Written by Scott Bauman

A career in coaching can be a winding road. The journey has taken me from an assistant at the Junior Varsity level – at the same high school where I once competed – to leading a program of my own 16 hours away from home in the state of Massachusetts. Somewhere in between, I had spent four years as an assistant at the collegiate level in two other states.

This isn’t new, nor is it impressive. This is typical, to some, or foreign to others that have found a home already with intent to plant roots. Nonetheless, this topic is why this website was originally created. A Coach’s Climb has a personal connotation. Every path is unique, but there are commonalities out there that can be applicable to others on their own journey. Our industry is highly competitive capable of intensifying to feeling cutthroat. There are so many out there chasing similar endeavors where separation can lie by merely one connection. So what happens if you miss out on an opportunity? What happens if you find yourself at the same program for years beyond initial expectation? What can we take from another’s #CareerPath that could potentially aide our own?

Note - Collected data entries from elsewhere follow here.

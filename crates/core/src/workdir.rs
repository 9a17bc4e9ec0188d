//! Work-directory handling.
//!
//! The root is resolved once and passed in explicitly. Each request gets a
//! fresh subdirectory; file names derived from user text go through
//! [`slug`] and [`WorkDir::file_path`], which refuse to leave that
//! subdirectory.

use crate::error::{Error, Result};
use std::path::{Component, Path, PathBuf};
use std::sync::atomic::{AtomicBool, Ordering};
use std::sync::Arc;
use unicode_normalization::UnicodeNormalization;
use uuid::Uuid;

/// Longest slug produced by [`slug`].
const MAX_SLUG_CHARS: usize = 60;

/// Resolved root of all per-request output directories.
#[derive(Debug, Clone, PartialEq, Eq)]
pub struct WorkDir {
    root: PathBuf,
}

impl WorkDir {
    /// Create the root if needed and resolve it to an absolute path.
    pub fn new(root: impl AsRef<Path>) -> Result<Self> {
        let root = root.as_ref();
        std::fs::create_dir_all(root)?;
        let root = root.canonicalize()?;
        if !root.is_dir() {
            return Err(Error::Config(format!(
                "work directory {} is not a directory",
                root.display()
            )));
        }
        Ok(Self { root })
    }

    pub fn root(&self) -> &Path {
        &self.root
    }

    /// Create the isolated directory for one request.
    pub fn request_dir(&self, request_id: Uuid) -> Result<RequestDir> {
        let path = self.root.join(request_id.simple().to_string());
        std::fs::create_dir_all(&path)?;
        log::debug!("Created request directory {}", path.display());
        Ok(RequestDir {
            id: request_id,
            path,
        })
    }
}

/// Output directory of a single request.
#[derive(Debug, Clone, PartialEq, Eq)]
pub struct RequestDir {
    id: Uuid,
    path: PathBuf,
}

impl RequestDir {
    pub fn id(&self) -> Uuid {
        self.id
    }

    pub fn path(&self) -> &Path {
        &self.path
    }

    /// Short form of the request id used to disambiguate file names.
    pub fn short_id(&self) -> String {
        self.id.simple().to_string()[..8].to_string()
    }

    /// Join a file name onto this directory, rejecting anything that is not
    /// a plain single-component name.
    pub fn file_path(&self, name: &str) -> Result<PathBuf> {
        let mut components = Path::new(name).components();
        match (components.next(), components.next()) {
            (Some(Component::Normal(part)), None)
                if !name.contains(['/', '\\', '\0']) && part == name =>
            {
                Ok(self.path.join(part))
            }
            _ => Err(Error::UnsafePath(
                "file name must be a single plain component".into(),
            )),
        }
    }
}

/// ASCII file-name slug of a title.
///
/// Accents are folded through NFKD; anything other than ASCII letters and
/// digits becomes a single `-`. Falls back to `deck` when nothing is left.
pub fn slug(title: &str) -> String {
    let mut slug = String::new();
    let mut pending_dash = false;
    for c in title.nfkd() {
        if c.is_ascii_alphanumeric() {
            if pending_dash && !slug.is_empty() {
                slug.push('-');
            }
            pending_dash = false;
            slug.push(c.to_ascii_lowercase());
        } else if !c.is_ascii() && unicode_normalization::char::is_combining_mark(c) {
            continue;
        } else {
            pending_dash = true;
        }
        if slug.len() >= MAX_SLUG_CHARS {
            break;
        }
    }
    let slug = slug.trim_end_matches('-');
    if slug.is_empty() {
        "deck".to_string()
    } else {
        slug.to_string()
    }
}

/// Shared cancellation flag for one request.
#[derive(Debug, Clone, Default)]
pub struct CancelToken(Arc<AtomicBool>);

impl CancelToken {
    pub fn new() -> Self {
        Self::default()
    }

    pub fn cancel(&self) {
        self.0.store(true, Ordering::SeqCst);
    }

    pub fn is_cancelled(&self) -> bool {
        self.0.load(Ordering::SeqCst)
    }

    /// `Err(Error::Cancelled)` once cancelled.
    pub fn check(&self) -> Result<()> {
        if self.is_cancelled() {
            Err(Error::Cancelled)
        } else {
            Ok(())
        }
    }
}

We keep climbing because that’s what we teach. We teach resiliency. We teach opportunistic. We teach ambition combined with dedication as being omnipotent.

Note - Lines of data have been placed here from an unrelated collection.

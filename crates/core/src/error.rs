//! Error types for deck generation.

use thiserror::Error;

/// Result type alias using our Error type.
pub type Result<T> = std::result::Result<T, Error>;

/// Errors that can occur while turning a chat request into a deck.
///
/// Display strings name the category of the offending input and never
/// include the input itself.
#[derive(Error, Debug)]
pub enum Error {
    /// The input text is longer than the configured limit.
    #[error("Input too large: {len} characters exceeds the limit of {max}")]
    InputTooLarge { len: usize, max: usize },

    /// No usable intent could be extracted from the message.
    #[error("Intent extraction failed: {0}")]
    IntentExtractionFailed(String),

    /// The document builder produced a deck that breaks a structural rule.
    /// This indicates a logic bug rather than bad input.
    #[error("Internal error: deck invariant violated: {0}")]
    BuildInvariantViolation(String),

    /// Writing one of the output artifacts failed.
    #[error("Export failed: {0}")]
    ExportFailed(String),

    /// The chat request itself is malformed.
    #[error("Invalid request: {0}")]
    InvalidRequest(String),

    /// A path derived from user text would leave its directory.
    #[error("Unsafe path rejected: {0}")]
    UnsafePath(String),

    /// Configuration values are missing or inconsistent.
    #[error("Configuration error: {0}")]
    Config(String),

    /// The owning request was cancelled.
    #[error("Request cancelled")]
    Cancelled,

    /// Underlying file-system failure.
    #[error("I/O error: {0}")]
    Io(#[from] std::io::Error),
}

/// Errors raised by a single chart or diagram render.
///
/// These never escape the renderer: the fallback policy turns every one of
/// them into a placeholder asset.
#[derive(Error, Debug)]
pub enum RenderError {
    /// The chart or diagram specification is malformed.
    #[error("Invalid spec: {0}")]
    InvalidSpec(String),

    /// The specification exceeds the configured complexity limits.
    #[error("Spec too complex: {0}")]
    TooComplex(String),

    /// The rasterization backend failed.
    #[error("Render backend error: {0}")]
    Backend(String),

    /// Writing the image failed.
    #[error("I/O error: {0}")]
    Io(#[from] std::io::Error),
}

/// Errors raised by the LLM collaborator.
#[derive(Error, Debug)]
pub enum LlmError {
    /// The provider did not answer within the configured timeout.
    #[error("LLM call timed out after {0} seconds")]
    Timeout(u64),

    /// No completer is available for the requested provider.
    #[error("LLM provider unavailable: {0}")]
    Unavailable(String),

    /// The response exceeded the configured size limit.
    #[error("LLM response too large: {len} characters exceeds the limit of {max}")]
    ResponseTooLarge { len: usize, max: usize },

    /// The provider reported an error.
    #[error("LLM provider error: {0}")]
    Provider(String),
}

Here is what I have learned:

  1. Blind ambition creates more opportunities than apprehensive application. Don’t assume anything is filled until HR sends that automated e-mail, “While, your resume is impressive we’ve decided to go in another direction.”
  2. It is not about who you know, rather it is about who knows you. Connections are great, relationships are better.
  3. Do not underestimate the value of working camps.
  4. The cliche holds true, comparisons are the thief of joy.
  5. You will be surprised how many coaches are willing to help one another. Reach out!
  6. Scheme, strategy, or intellect doesn’t carry as much as weight as charisma.
  7. John Wooden – “Nobody cares how much you know, until they know how much you care.” Relationships matter. Be genuinely accessible to student-athletes and loyal to the staff.
  8. Systems win! Synergistic programs are conducive to culture-to-court success. Take notes.
  9. The longer you coach the more family (life) supersedes everything coaching related. Balance becomes priority.
  10. If the first 9 weren’t helpful, number 10 likely won’t get you where you want to go.

My career path in one word – calculated. I refer to number one (#1) of the things that I have learned during my coaching path. I envy those that extend themselves with disregard to qualification, connection, or deadline. My opportunities have always been with consideration to family. As my wife also coaches (volleyball), we take considerable steps to ensure we make a decision that fits us. There are a lot of other words that immediately come to mind that are worth mentioning:

  • Unfinished
  • Memorable
  • Revealing
  • Trying / Taxing
  • Rewarding

My journey is all of the aforementioned words combined into one coherent thought.

There is far more I want to accomplish through coaching. It is a path that is incomplete. My ambitions are to be in a position to lead a program at the collegiate level, preferably Division III where I had once competed. Will that occur? Time will tell. What I know, each year creates memories that become associated with my coaching tenure. They are revealing in regards to professional development and life perspective. Despite success or underachievement coaching ages me in dog years. But, at the end of the day, there is not a more rewarding profession than having an impact on the lives of others through sport.

If you are just getting your start, I highly recommend you take a look at last week’s article on the #FirstJob. If you have been grinding for some time, pinpoint what it is you actually want out of coaching. Don’t dismiss the now, nor deviate from where you intend to go!